Forgiving is not forgetting – it is a fresh way of remembering
Forgiveness is often commended as a stellar virtue, as in the Bhagavad-gita (16.03). However, forgiving often seems difficult because we equate it with forgetting. And forgetting frequently feels impossible and even undesirable.
When forgetting is impossible: Suppose we were scarred when someone attacked us violently. We can’t wish away that scar. And sometimes, treatment may not erase it either. Similarly, we may get emotionally scarred when someone hurts us grievously. And the hurt may run so deep that forgetting it may be impossible. If we deem forgetting necessary for forgiving, we can’t avail the healing power of forgiveness.
If we remain unforgiving or vengeful, we let the past hurt replay repeatedly in our mind. Such replaying is like rubbing a physical scar – it perpetuates the wound.

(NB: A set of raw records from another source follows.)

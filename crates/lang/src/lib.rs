//! # Wiring Lang
//!
//! Read-only view of the declarations the graph is built from.
//!
//! The front-end that extracts declarations from source or compiled artifacts
//! lives outside this workspace. It hands the graph a [`TypeOracle`]: a lookup
//! from a type name to its [`TypeDecl`] (members, annotations, super types,
//! accessibility). Nothing downstream mutates this view.
//!
//! ## Architecture
//!
//! ```text
//! front-end (out of tree)
//!     │
//!     ├──> DeclarationSet (JSON or DeclBuilder)
//!     │      ├─ TypeDecl { constructors, methods, fields, annotations }
//!     │      └─ TypeRef  { Declared | Void | Error }
//!     │
//!     └──> TypeOracle::declaration(name)
//!            └─ consumed lazily by wiring-model
//! ```
//!
//! Unresolved types are reported by the front-end as [`TypeRef::Error`]; the
//! model turns them into diagnosable placeholder nodes instead of failing.

mod annotation;
mod builder;
mod builtin;
mod decl;
mod error;
pub mod names;
mod oracle;
mod types;

pub use annotation::{Annotated, Annotation, AnnotationValue};
pub use builder::DeclBuilder;
pub use builtin::{
    BuiltinAnnotations, ComponentAnnotation, ConditionAnnotation, ConditionExpressionAnnotation,
    ConditionalAnnotation, DeclareListAnnotation, ModuleAnnotation,
};
pub use decl::{DeclKind, FieldDecl, FunctionDecl, Member, ParamDecl, TypeDecl, Visibility};
pub use error::{LangError, Result};
pub use oracle::{DeclarationSet, TypeOracle};
pub use types::TypeRef;
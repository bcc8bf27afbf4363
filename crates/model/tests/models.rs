use pretty_assertions::assert_eq;
use std::rc::Rc;
use wiring_lang::{
    names, Annotation, AnnotationValue, DeclBuilder, DeclarationSet, FieldDecl, FunctionDecl,
    ParamDecl, TypeDecl, TypeRef,
};
use wiring_model::{
    resolve_conditionals, BindingDeclKind, BindingTarget, ClassBacked, CollectionKind,
    CreatorInputKind, DependencyKind, ModelContext, Scope, Variant, VariantMatch,
};

fn ty(name: &str) -> TypeRef {
    TypeRef::named(name)
}

fn context(decls: Vec<TypeDecl>) -> ModelContext {
    let _ = env_logger::builder().is_test(true).try_init();
    ModelContext::new(DeclarationSet::from_decls(decls).unwrap())
}

fn flags() -> TypeDecl {
    DeclBuilder::object("Flags")
        .field(FieldDecl::new("a", ty(names::BOOLEAN)))
        .field(FieldDecl::new("b", ty(names::BOOLEAN)))
        .field(FieldDecl::new("name", ty("String")))
        .build()
}

fn flavor(name: &str, dimension: &str) -> TypeDecl {
    DeclBuilder::class(name)
        .annotated(
            Annotation::new(names::COMPONENT_FLAVOR)
                .with("dimension", AnnotationValue::Type(ty(dimension))),
        )
        .build()
}

fn dimension(name: &str) -> TypeDecl {
    DeclBuilder::class(name)
        .marker(names::COMPONENT_VARIANT_DIMENSION)
        .build()
}

#[test]
fn nodes_are_interned_by_type_and_qualifier() {
    let cx = context(vec![]);
    let named = Annotation::new(names::NAMED).with("value", AnnotationValue::str("db"));

    let a = cx.node(&ty("Api"), None);
    let b = cx.node(&ty("Api"), None);
    let qualified = cx.node(&ty("Api"), Some(named.clone()));

    assert_eq!(a, b);
    assert_ne!(a, qualified);
    assert_eq!(qualified, cx.node(&ty("Api"), Some(named)));
    assert_eq!(cx.node_count(), 2);
}

#[test]
fn void_maps_to_invalid_node() {
    let cx = context(vec![]);
    let node = cx.node(&TypeRef::Void, None);
    assert!(!node.is_valid());
    assert_eq!(node, cx.invalid_node());
}

#[test]
fn dependency_wrappers_are_unwrapped() {
    let cx = context(vec![]);
    let api = ty("Api");
    let cases = [
        (TypeRef::generic(names::LAZY, vec![api.clone()]), DependencyKind::Lazy),
        (TypeRef::generic(names::PROVIDER, vec![api.clone()]), DependencyKind::Provider),
        (TypeRef::generic(names::OPTIONAL, vec![api.clone()]), DependencyKind::Optional),
        (
            TypeRef::generic(
                names::OPTIONAL,
                vec![TypeRef::generic(names::LAZY, vec![api.clone()])],
            ),
            DependencyKind::OptionalLazy,
        ),
        (api.clone(), DependencyKind::Direct),
    ];

    for (declared, kind) in cases {
        let dependency = cx.dependency(&declared, &[]);
        assert_eq!(dependency.kind, kind, "for {declared}");
        assert_eq!(dependency.node, cx.node(&api, None));
    }
}

#[test]
fn custom_qualifier_is_recognised() {
    let cx = context(vec![DeclBuilder::annotation_class("Remote")
        .marker(names::QUALIFIER)
        .build()]);
    let dependency = cx.dependency(&ty("Api"), &[Annotation::new("Remote"), Annotation::new("Other")]);
    assert_eq!(dependency.node.qualifier(), Some(&Annotation::new("Remote")));
}

#[test]
fn condition_expression_resolves_through_import_as() {
    let feature = DeclBuilder::class("FeatureX")
        .annotated(
            Annotation::new(names::CONDITION_EXPRESSION)
                .with("value", AnnotationValue::str("F.a && !F.b"))
                .with(
                    "importAs",
                    AnnotationValue::Annotation(
                        Annotation::new(names::IMPORT_AS)
                            .with("value", AnnotationValue::Type(ty("Flags")))
                            .with("alias", AnnotationValue::str("F")),
                    ),
                ),
        )
        .build();
    let cx = context(vec![flags(), feature]);

    let model = cx.feature(&ty("FeatureX"));
    assert!(model.issues().is_empty(), "{:?}", model.issues());

    let a = cx.condition(&ty("Flags"), &["a".to_string()]);
    let b = cx.condition(&ty("Flags"), &["b".to_string()]);
    let expected = Scope::var(a.clone()).and(&Scope::var(b.clone()).not());
    assert_eq!(model.scope(), &expected);
    assert!(!a.model().requires_instance(), "object members are static");
    assert!(Rc::ptr_eq(&model, &cx.feature(&ty("FeatureX"))));
}

#[test]
fn non_boolean_condition_is_an_invalid_placeholder() {
    let feature = DeclBuilder::class("Named")
        .annotated(
            Annotation::new(names::CONDITION)
                .with("value", AnnotationValue::Type(ty("Flags")))
                .with("condition", AnnotationValue::str("name")),
        )
        .build();
    let cx = context(vec![flags(), feature]);

    let model = cx.feature(&ty("Named"));
    let condition = cx.condition(&ty("Flags"), &["name".to_string()]);
    assert!(!condition.model().is_valid());
    assert!(condition
        .model()
        .error()
        .unwrap()
        .contains("must end in a boolean member"));
    assert_eq!(model.scope(), &Scope::var(condition));
}

#[test]
fn condition_on_instance_member_requires_holder() {
    let holder = DeclBuilder::class("Config")
        .method(FunctionDecl::new("isEnabled", ty(names::BOOLEAN)))
        .build();
    let cx = context(vec![holder]);
    let condition = cx.condition(&ty("Config"), &["isEnabled".to_string()]);
    assert!(condition.model().is_valid());
    assert!(condition.model().requires_instance());
}

#[test]
fn feature_parse_error_is_recorded() {
    let feature = DeclBuilder::class("Broken")
        .annotated(
            Annotation::new(names::CONDITION_EXPRESSION)
                .with("value", AnnotationValue::str("Flags.a &&"))
                .with("imports", AnnotationValue::types([ty("Flags")])),
        )
        .build();
    let cx = context(vec![flags(), feature]);
    let model = cx.feature(&ty("Broken"));
    assert_eq!(model.issues().len(), 1);
    assert!(model.issues()[0].message.contains("at offset"));
}

#[test]
fn variant_merge_accumulates_conflicts() {
    let cx = context(vec![
        dimension("Dim1"),
        dimension("Dim2"),
        flavor("A", "Dim1"),
        flavor("B", "Dim1"),
        flavor("C", "Dim2"),
    ]);
    let base = Variant::from_flavors([cx.flavor(&ty("A"))]);

    let conflicting = base.plus(&Variant::from_flavors([cx.flavor(&ty("B"))]));
    let conflicts = conflicting.conflicts();
    assert_eq!(conflicts.len(), 1);
    assert_eq!(conflicts[0].0, &ty("Dim1"));
    assert!(conflicting.get(&ty("Dim1")).is_none());

    let compatible = base.plus(&Variant::from_flavors([cx.flavor(&ty("C"))]));
    assert!(compatible.conflicts().is_empty());
    assert_eq!(compatible.get(&ty("Dim2")).unwrap().ty(), &ty("C"));

    let repeated = base.plus(&base);
    assert!(repeated.conflicts().is_empty());
}

#[test]
fn variant_matching_reports_missing_dimension() {
    let cx = context(vec![
        dimension("Dim1"),
        dimension("Dim2"),
        flavor("A", "Dim1"),
        flavor("B", "Dim1"),
        flavor("C", "Dim2"),
    ]);
    let variant = Variant::from_flavors([cx.flavor(&ty("A"))]);

    assert_eq!(variant.matches(&[]), VariantMatch::Matched);
    assert_eq!(variant.matches(&[cx.flavor(&ty("A"))]), VariantMatch::Matched);
    assert_eq!(variant.matches(&[cx.flavor(&ty("B"))]), VariantMatch::NotMatched);
    assert_eq!(
        variant.matches(&[cx.flavor(&ty("C"))]),
        VariantMatch::MissingDimension(ty("Dim2"))
    );
}

#[test]
fn conditionals_filter_by_variant() {
    let conditional_b = Annotation::new(names::CONDITIONAL)
        .with("onlyIn", AnnotationValue::types([ty("B")]));
    let target = DeclBuilder::class("Target").annotated(conditional_b).build();
    let cx = context(vec![dimension("Dim1"), flavor("A", "Dim1"), flavor("B", "Dim1"), target]);

    let decl = cx.oracle().declaration("Target").unwrap();
    let conditionals = cx.conditionals(decl.as_ref());
    let in_a = resolve_conditionals(&conditionals, &Variant::from_flavors([cx.flavor(&ty("A"))]));
    assert!(in_a.variant_excluded);
    assert_eq!(in_a.scope, Scope::Never);

    let in_b = resolve_conditionals(&conditionals, &Variant::from_flavors([cx.flavor(&ty("B"))]));
    assert!(!in_b.variant_excluded);
    assert_eq!(in_b.scope, Scope::Always);
}

#[test]
fn module_members_are_classified() {
    let string_key = DeclBuilder::annotation_class("StringKey")
        .marker(names::INTO_MAP_KEY)
        .method(FunctionDecl::new("value", ty("String")))
        .build();
    let module = DeclBuilder::class("AppModule")
        .marker(names::MODULE)
        .method(
            FunctionDecl::new("bindApi", ty("Api"))
                .param("impl", ty("ApiImpl"))
                .annotated(Annotation::new(names::BINDS))
                .abstract_(),
        )
        .method(
            FunctionDecl::new("plugins", TypeRef::generic(names::LIST, vec![ty("Plugin")]))
                .annotated(Annotation::new(names::PROVIDES))
                .annotated(Annotation::new(names::INTO_LIST).with("flatten", AnnotationValue::Bool(true)))
                .static_(),
        )
        .method(
            FunctionDecl::new("handler", ty("Handler"))
                .annotated(Annotation::new(names::PROVIDES))
                .annotated(Annotation::new(names::INTO_MAP))
                .annotated(Annotation::new("StringKey").with("value", AnnotationValue::str("main"))),
        )
        .method(
            FunctionDecl::new("declared", TypeRef::generic(names::SET, vec![ty("Listener")]))
                .annotated(Annotation::new(names::MULTIBINDS))
                .abstract_(),
        )
        .build();
    let api_impl = DeclBuilder::class("ApiImpl").extends(ty("Api")).build();
    let cx = context(vec![string_key, module, api_impl, DeclBuilder::interface("Api").build()]);

    let model = cx.module(&ty("AppModule"));
    assert!(model.issues().is_empty(), "{:?}", model.issues());
    assert_eq!(model.bindings().len(), 3);

    let alias = &model.bindings()[0];
    assert!(alias.is_alias());
    assert!(alias.issues.is_empty(), "{:?}", alias.issues);

    let flatten = &model.bindings()[1];
    assert_eq!(
        flatten.target,
        BindingTarget::FlattenContribution {
            collection: CollectionKind::List,
            element: cx.node(&ty("Plugin"), None),
        }
    );
    assert!(matches!(
        flatten.kind,
        BindingDeclKind::Provides {
            requires_module_instance: false,
            ..
        }
    ));

    let mapping = &model.bindings()[2];
    let BindingTarget::MappingContribution { key, .. } = &mapping.target else {
        panic!("expected a map contribution, got {}", mapping.target);
    };
    assert_eq!(key.key_type, ty("String"));
    assert_eq!(key.value, AnnotationValue::str("main"));
    assert!(model.requires_instance());

    assert_eq!(model.multi_declarations().len(), 1);
    assert_eq!(model.multi_declarations()[0].kind, CollectionKind::Set);
}

#[test]
fn component_model_reads_entry_points_and_creator() {
    let component = DeclBuilder::interface("AppComponent")
        .marker(names::COMPONENT)
        .abstract_method("api", ty("Api"))
        .method(
            FunctionDecl::new("inject", TypeRef::Void)
                .param("target", ty("Activity"))
                .abstract_(),
        )
        .nested("AppComponent.Builder")
        .build();
    let builder = DeclBuilder::interface("AppComponent.Builder")
        .marker(names::COMPONENT_BUILDER)
        .method(
            FunctionDecl::new("create", ty("AppComponent"))
                .param_with(
                    ParamDecl::new("name", ty("String"))
                        .annotated(Annotation::new(names::BINDS_INSTANCE)),
                )
                .abstract_(),
        )
        .build();
    let activity = DeclBuilder::class("Activity")
        .field(FieldDecl::new("api", ty("Api")).annotated(Annotation::new(names::INJECT)))
        .build();
    let cx = context(vec![component, builder, activity]);

    let model = cx.component(&ty("AppComponent"));
    assert!(model.issues().is_empty(), "{:?}", model.issues());
    assert!(model.is_root());
    assert_eq!(model.simple_name(), "AppComponent");
    assert_eq!(model.entry_points().len(), 1);
    assert_eq!(model.members_injectors()[0].members.len(), 1);

    let creator = model.creator().unwrap();
    assert_eq!(creator.factory_method(), Some("create"));
    assert_eq!(
        creator.inputs()[0].kind,
        CreatorInputKind::Instance(cx.node(&ty("String"), None))
    );
}

#[test]
fn module_closure_follows_includes_once() {
    let include = |name: &str, included: &[&str]| {
        DeclBuilder::class(name)
            .annotated(
                Annotation::new(names::MODULE).with(
                    "includes",
                    AnnotationValue::types(included.iter().map(|n| ty(n))),
                ),
            )
            .build()
    };
    let component = DeclBuilder::interface("Root")
        .annotated(
            Annotation::new(names::COMPONENT)
                .with("modules", AnnotationValue::types([ty("M1"), ty("M2")])),
        )
        .build();
    let cx = context(vec![
        component,
        include("M1", &["M3"]),
        include("M2", &["M3", "M1"]),
        include("M3", &["M1"]),
    ]);

    let model = cx.component(&ty("Root"));
    let closure: Vec<String> = model
        .module_closure(&cx)
        .unwrap()
        .iter()
        .map(|m| m.simple_name().to_string())
        .collect();
    assert_eq!(closure, vec!["M1", "M2", "M3"]);
}

#[test]
fn malformed_contributions_bind_nothing() {
    let module = DeclBuilder::class("BrokenModule")
        .marker(names::MODULE)
        .method(
            FunctionDecl::new("keyless", ty("Handler"))
                .annotated(Annotation::new(names::PROVIDES))
                .annotated(Annotation::new(names::INTO_MAP))
                .static_(),
        )
        .method(
            FunctionDecl::new("both", ty("Plugin"))
                .annotated(Annotation::new(names::PROVIDES))
                .annotated(Annotation::new(names::INTO_LIST))
                .annotated(Annotation::new(names::INTO_SET))
                .static_(),
        )
        .method(
            FunctionDecl::new("notACollection", ty("Plugin"))
                .annotated(Annotation::new(names::PROVIDES))
                .annotated(Annotation::new(names::INTO_SET).with("flatten", AnnotationValue::Bool(true)))
                .static_(),
        )
        .build();
    let cx = context(vec![module]);

    let model = cx.module(&ty("BrokenModule"));
    assert_eq!(model.bindings().len(), 3);
    for decl in model.bindings() {
        assert!(!decl.target.node().is_valid(), "{} bound {}", decl.origin, decl.target);
        assert!(!decl.target.is_contribution());
        assert_eq!(decl.issues.len(), 1, "{:?}", decl.issues);
    }
}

In contrast, if we choose to forgive, treating the past as a closed chapter, we cut off the power for the mental replay of the hurt. When we thus allow the emotional scar to heal, it gradually becomes like a healed physical scar – the memory remains, but it doesn’t hurt, or at least doesn’t hurt that much.
When forgetting is undesirable: Forgetting can be disempowering. Such is the case of those suffering from dementia, wherein they can’t access most of what they have learnt in the past. Forgiving isn’t meant to make us demented.
If we are to learn from our past, we need to remember it. But we need to remember it constructively, without getting emotionally fixated on it. Forgiving ends our emotional fixation – it frees us from the compulsion to hold the past in front of the other person or even in our own head.
By thus opening the door for healthy recollection without unhealthy agitation, forgiveness helps us learn what needs to be learned and move on with our life.